Coronavirus cases continue to climb, with 120,000+ cases and 4,000+ deaths confirmed around the world. Now a revolutionary spray has arrived, guaranteed to completely sanitise home surfaces for five years.

Coronavirus is a hardy virus capable of lingering on surfaces for a week at the very least. But the release of a revolutionary new anti-coronavirus product promises to prevent the spread of the deadly pathogen.

Antimicrobial spray MVX Protex uses the latest nanotechnology to protect homes and hospitals against the growing coronavirus threat. The spray, developed in Japan by nanotechnology company Nanotera Group, has just been licensed in the UK.

Saba Yussouf, Director of NanoTera Group revealed how the patented and proved tech works. She said: “This technology is a spray that coats any hard or soft surface except human skin, and it can kill bacteria fungus and viruses.

“After you spray our solution on a surface and wait an hour to wait for it to dry, any pathogen – any bacteria, virus or fungus – when it touches the surface cannot spread any further and dies. We don't go into the cell of the bacteria or the virus and kill it, which is far more complicated.”

“What we do is actually destroy their ability to attach to a host cell, which is how viruses, bacteria and fungus spread. “They need a host cell to get inside this membrane, but we don't allow that to happen.”

The technology, which is being increasingly used by dental practices in London can be used on various surfaces including furniture, digital devices and textiles. Once the EPA-certified nanocoating has been sprayed, there is no need to disinfect it for another five years. The cost is $3,000 per hundred square metres, which when split over five years, is approximately $600 a year.

Ms Yussouf added: “It’s alarming so few locations in the UK are using this spray to sanitise and help prevent life-threatening viruses such as coronavirus."

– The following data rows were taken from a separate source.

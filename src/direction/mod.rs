//! Directive layering.
//!
//! Song defaults, chapter overrides and per-word directives are merged here into one effective
//! value per parameter. Resolution never fails: unknown tags fall through to the next layer.

pub(crate) mod resolver;
pub(crate) mod sections;
use crate::payload::model::BeatGrid;

/// Interval assumed when neither the grid nor the tempo gives one (120 bpm).
const FALLBACK_INTERVAL_SECS: f64 = 0.5;
/// Synthesized grids stop here even for absurd tempos.
const MAX_SYNTH_BEATS: usize = 100_000;

#[derive(Clone, Debug, Default, PartialEq)]
/// Sanitized, ascending beat timestamps plus the nominal beat interval.
pub struct BeatTrack {
    pub beats: Vec<f64>,
    /// Nominal seconds per beat, from `bpm` or the mean spacing of `beats`.
    pub interval: f64,
}

impl BeatTrack {
    /// Build a track from the payload grid.
    ///
    /// Non-finite beats are dropped and the rest sorted. An empty list with a positive tempo is
    /// synthesized from `song_start` up to `song_end`.
    pub fn from_grid(grid: &BeatGrid, song_start: f64, song_end: f64) -> Self {
        let bpm_interval = (grid.bpm.is_finite() && grid.bpm > 0.0).then(|| 60.0 / grid.bpm);

        let mut beats: Vec<f64> = grid.beats.iter().copied().filter(|b| b.is_finite()).collect();
        beats.sort_by(f64::total_cmp);
        beats.dedup();

        if beats.is_empty()
            && let Some(step) = bpm_interval
        {
            tracing::debug!(bpm = grid.bpm, "synthesizing beat grid from tempo");
            beats = (0..MAX_SYNTH_BEATS)
                .map(|i| song_start + step * i as f64)
                .take_while(|&b| b <= song_end)
                .collect();
        }

        let interval = bpm_interval
            .or_else(|| {
                let (first, last) = (beats.first()?, beats.last()?);
                (beats.len() > 1).then(|| (last - first) / (beats.len() - 1) as f64)
            })
            .filter(|i| *i > 0.0)
            .unwrap_or(FALLBACK_INTERVAL_SECS);

        Self { beats, interval }
    }

    pub fn is_empty(&self) -> bool {
        self.beats.is_empty()
    }

    /// Beat phase at an arbitrary time, found by binary search.
    ///
    /// Equals [`BeatCursor::phase`] of a cursor advanced to `t`.
    pub fn phase_at(&self, t: f64) -> f64 {
        let crossed = self.beats.partition_point(|&b| b <= t);
        self.phase_since(crossed.checked_sub(1), t)
    }

    /// Position inside the interval that starts at beat `current`, in `[0, 1)`.
    ///
    /// Before the first beat (or without beats) the phase runs off the nominal interval.
    fn phase_since(&self, current: Option<usize>, t: f64) -> f64 {
        let (anchor, interval) = match current {
            Some(i) => {
                let local = self
                    .beats
                    .get(i + 1)
                    .map(|next| next - self.beats[i])
                    .filter(|d| *d > 0.0)
                    .unwrap_or(self.interval);
                (self.beats[i], local)
            }
            None => (self.beats.first().copied().unwrap_or(0.0), self.interval),
        };
        let p = ((t - anchor) / interval).rem_euclid(1.0);
        if p.is_finite() && p < 1.0 { p } else { 0.0 }
    }
}

#[derive(Clone, Copy, Debug, Default, PartialEq, Eq)]
/// Forward-only position in a [`BeatTrack`].
///
/// Amortized O(1) per query; never rescans already crossed beats.
pub struct BeatCursor {
    next: usize,
}

impl BeatCursor {
    /// Move past every beat `<= t`; returns how many were crossed by this call.
    pub fn advance(&mut self, track: &BeatTrack, t: f64) -> usize {
        let before = self.next;
        while self.next < track.beats.len() && track.beats[self.next] <= t {
            self.next += 1;
        }
        self.next - before
    }

    /// Index of the most recently crossed beat.
    pub fn current(&self) -> Option<usize> {
        self.next.checked_sub(1)
    }

    /// Position inside the current beat interval, in `[0, 1)`.
    pub fn phase(&self, track: &BeatTrack, t: f64) -> f64 {
        track.phase_since(self.current(), t)
    }
}

#[cfg(test)]
#[path = "../../tests/unit/beat/cursor.rs"]
mod tests;
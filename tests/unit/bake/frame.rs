use super::*;
use crate::animation::behavior::BehaviorStyle;
use crate::bake::config::BakeConfig;
use crate::beat::spring::GLOW_TICKS;
use crate::layout::measure::GlyphWidthEstimator;
use crate::payload::model::{
    BeatGrid, CinematicDirection, LyricLine, Payload, SongDefaults, WordDirective, WordTiming,
};

fn payload(directive: Option<(&str, WordDirective)>) -> Payload {
    let mut direction = CinematicDirection {
        defaults: SongDefaults {
            heat: Some(0.6),
            beat_response: Some("pulse".into()),
            ..Default::default()
        },
        ..Default::default()
    };
    if let Some((k, d)) = directive {
        direction.word_directives.insert(k.into(), d);
    }
    Payload {
        lines: vec![LyricLine {
            text: "we rise up".into(),
            start: 0.0,
            end: 2.0,
        }],
        words: vec![
            WordTiming {
                word: "we".into(),
                start: 0.0,
                end: 0.4,
            },
            WordTiming {
                word: "rise".into(),
                start: 0.41,
                end: 0.9,
            },
            WordTiming {
                word: "up".into(),
                start: 0.91,
                end: 1.2,
            },
        ],
        beat_grid: BeatGrid {
            bpm: 120.0,
            beats: vec![0.0, 0.5, 1.0, 1.5],
        },
        cinematic_direction: Some(direction),
        song_start: 0.0,
        song_end: 2.0,
        ..Default::default()
    }
}

fn run(p: &Payload) -> (PrebakedData, Vec<Keyframe>) {
    let data = PrebakedData::build(p, &BakeConfig::default(), &mut GlyphWidthEstimator).unwrap();
    let mut state = BakeState::new(&data);
    let frames = (0..data.frame_count)
        .map(|f| bake_frame(&data, &mut state, f))
        .collect();
    (data, frames)
}

#[test]
fn chunk_values_stay_in_domain() {
    let (_, frames) = run(&payload(None));
    assert_eq!(frames.len(), 120);
    for kf in &frames {
        for c in &kf.chunks {
            assert!((0.0..=1.0).contains(&c.alpha), "{c:?}");
            assert!(c.font_size > 0.0);
            assert!(c.scale >= 0.0 && c.glow >= 0.0 && c.blur >= 0.0);
            assert_eq!(c.visible, c.alpha > 0.0);
        }
        assert!((0.0..=1.0).contains(&kf.beat_glow));
    }
}

#[test]
fn words_wait_for_their_start() {
    let (_, frames) = run(&payload(None));
    let first = &frames[0];
    assert_eq!(first.chunks.len(), 3);
    assert!(first.chunks.iter().all(|c| !c.visible));
    let rise = frames[40].chunks.iter().find(|c| c.text == "rise").unwrap();
    assert!(rise.visible);
}

#[test]
fn beat_glow_fires_on_crossings_and_drains() {
    let (_, frames) = run(&payload(None));
    assert_eq!(frames[0].beat_glow, 1.0);
    assert_eq!(frames[0].beat_index, Some(0));
    assert_eq!(frames[30].beat_glow, 1.0);
    assert_eq!(frames[30].beat_index, Some(1));
    assert_eq!(frames[GLOW_TICKS as usize].beat_glow, 0.0);
    for pair in frames.windows(2) {
        assert!(pair[1].beat_index >= pair[0].beat_index);
    }
}

#[test]
fn fluid_behaviors_only() {
    let (_, frames) = run(&payload(None));
    for kf in &frames {
        for c in &kf.chunks {
            assert!(["float", "grow", "lean"].contains(&c.behavior), "{}", c.behavior);
        }
    }
}

#[test]
fn ghost_trail_emits_fading_echoes() {
    let d = WordDirective {
        ghost_trail: true,
        ..Default::default()
    };
    let (_, frames) = run(&payload(Some(("rise", d))));
    let rise = frames[45].chunks.iter().find(|c| c.text == "rise").unwrap();
    assert_eq!(rise.ghosts.len(), 3);
    assert!(rise.ghosts[0].alpha >= rise.ghosts[1].alpha);
    assert!(rise.ghosts.iter().all(|g| g.alpha <= 0.35));
}

#[test]
fn letter_sequence_reveals_letters_in_order() {
    let d = WordDirective {
        letter_sequence: true,
        ..Default::default()
    };
    let (data, frames) = run(&payload(Some(("rise", d))));
    let w = data.words.iter().position(|w| w.key == "rise").unwrap();
    let mid_entry = data.words[w].start + 0.5 * data.plans[w].entry_secs;
    let frame = (mid_entry * 60.0).ceil() as usize;
    let rise = frames[frame].chunks.iter().find(|c| c.text == "rise").unwrap();
    assert_eq!(rise.letters.len(), 4);
    let alphas: Vec<f64> = rise.letters.iter().map(|l| l.alpha).collect();
    assert!(alphas.windows(2).all(|p| p[0] >= p[1]), "{alphas:?}");
}

#[test]
fn camera_and_particles_are_populated() {
    let (_, frames) = run(&payload(None));
    let kf = &frames[60];
    assert!(kf.camera.zoom > 0.0);
    assert!(!kf.particles.is_empty());
    assert_eq!(kf.texture.tag, "clean");
    assert_eq!(kf.active_line, Some(0));
}

#[test]
fn ghost_echoes_retrace_earlier_frames() {
    let d = WordDirective {
        behavior: Some("pulse".into()),
        ghost_trail: true,
        ..Default::default()
    };
    let p = payload(Some(("we", d)));
    let data = PrebakedData::build(&p, &BakeConfig::default(), &mut GlyphWidthEstimator).unwrap();
    let mut state = BakeState::new(&data);
    let mut frames = Vec::new();
    let mut phases = Vec::new();
    for f in 0..data.frame_count {
        frames.push(bake_frame(&data, &mut state, f));
        phases.push(state.cursor.phase(&data.beats, frame_time(&data, f)));
    }

    let w = data.words.iter().position(|w| w.key == "we").unwrap();
    let group = data.groups.iter().find(|g| g.words.contains(&w)).unwrap();
    let plan = &data.plans[w];
    assert_eq!(plan.behavior, BehaviorStyle::Pulse);

    let now = 60usize;
    let we = frames[now].chunks.iter().find(|c| c.text == "we").unwrap();
    assert_eq!(we.ghosts.len(), 3);
    for (k, ghost) in we.ghosts.iter().enumerate() {
        let past = now - 3 * (k + 1);
        let then = frames[past].chunks.iter().find(|c| c.text == "we").unwrap();
        assert_eq!((ghost.x, ghost.y), (then.x, then.y));

        let pose = word_transform(
            plan,
            &data.words[w],
            group,
            frame_time(&data, past as u64),
            phases[past],
            tension_gain(&data, past as u64),
        )
        .unwrap();
        assert_eq!(ghost.scale, pose.scale * plan.scale);
    }
}

#[test]
fn binary_entries_skip_the_letter_reveal() {
    let d = WordDirective {
        entry: Some("cut-in".into()),
        letter_sequence: true,
        ..Default::default()
    };
    let (_, frames) = run(&payload(Some(("rise", d))));
    for kf in &frames[25..60] {
        if let Some(rise) = kf.chunks.iter().find(|c| c.text == "rise" && c.visible) {
            assert!(rise.letters.is_empty(), "frame {}", kf.frame);
            assert_eq!(rise.entry, "cut-in");
        }
    }
}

Dr Jeremy Ramsden, Professor of Nanotechnology at The University of Buckingham’s Clore Laboratory, said: “The recent outbreaks of Coronavirus with the prospect of a far more serious epidemic, highlights the need to diminish the environmental burden of viruses.

“It is a relief that the UK has joined other countries and licensed this spray but we certainly need to educate people on the ease of being able to keep surfaces continuously sterile without the need for further intervention.”

Ms Yussouf believes this spray should be the first line of defence, should the coronavirus outbreak become a pandemic, as some experts fear.

She said: “The NHS should make this tool available on the NHS considering we're on the verge of a pandemic. If it's not contained properly, it could keep going for a long time even when an antiviral shot arrives, because there are many strains and mutations.”

“We should start with making it compulsory in NHS hospitals, I think that's a good start as there are many very old and young people in these hospitals. It's recommended staff decontaminate surfaces five times a day and that's a lot of costs and a lot of labour. So, imagine not needing to do it at all for a fraction of the time and fraction of the cost, which is where we can come in and help.”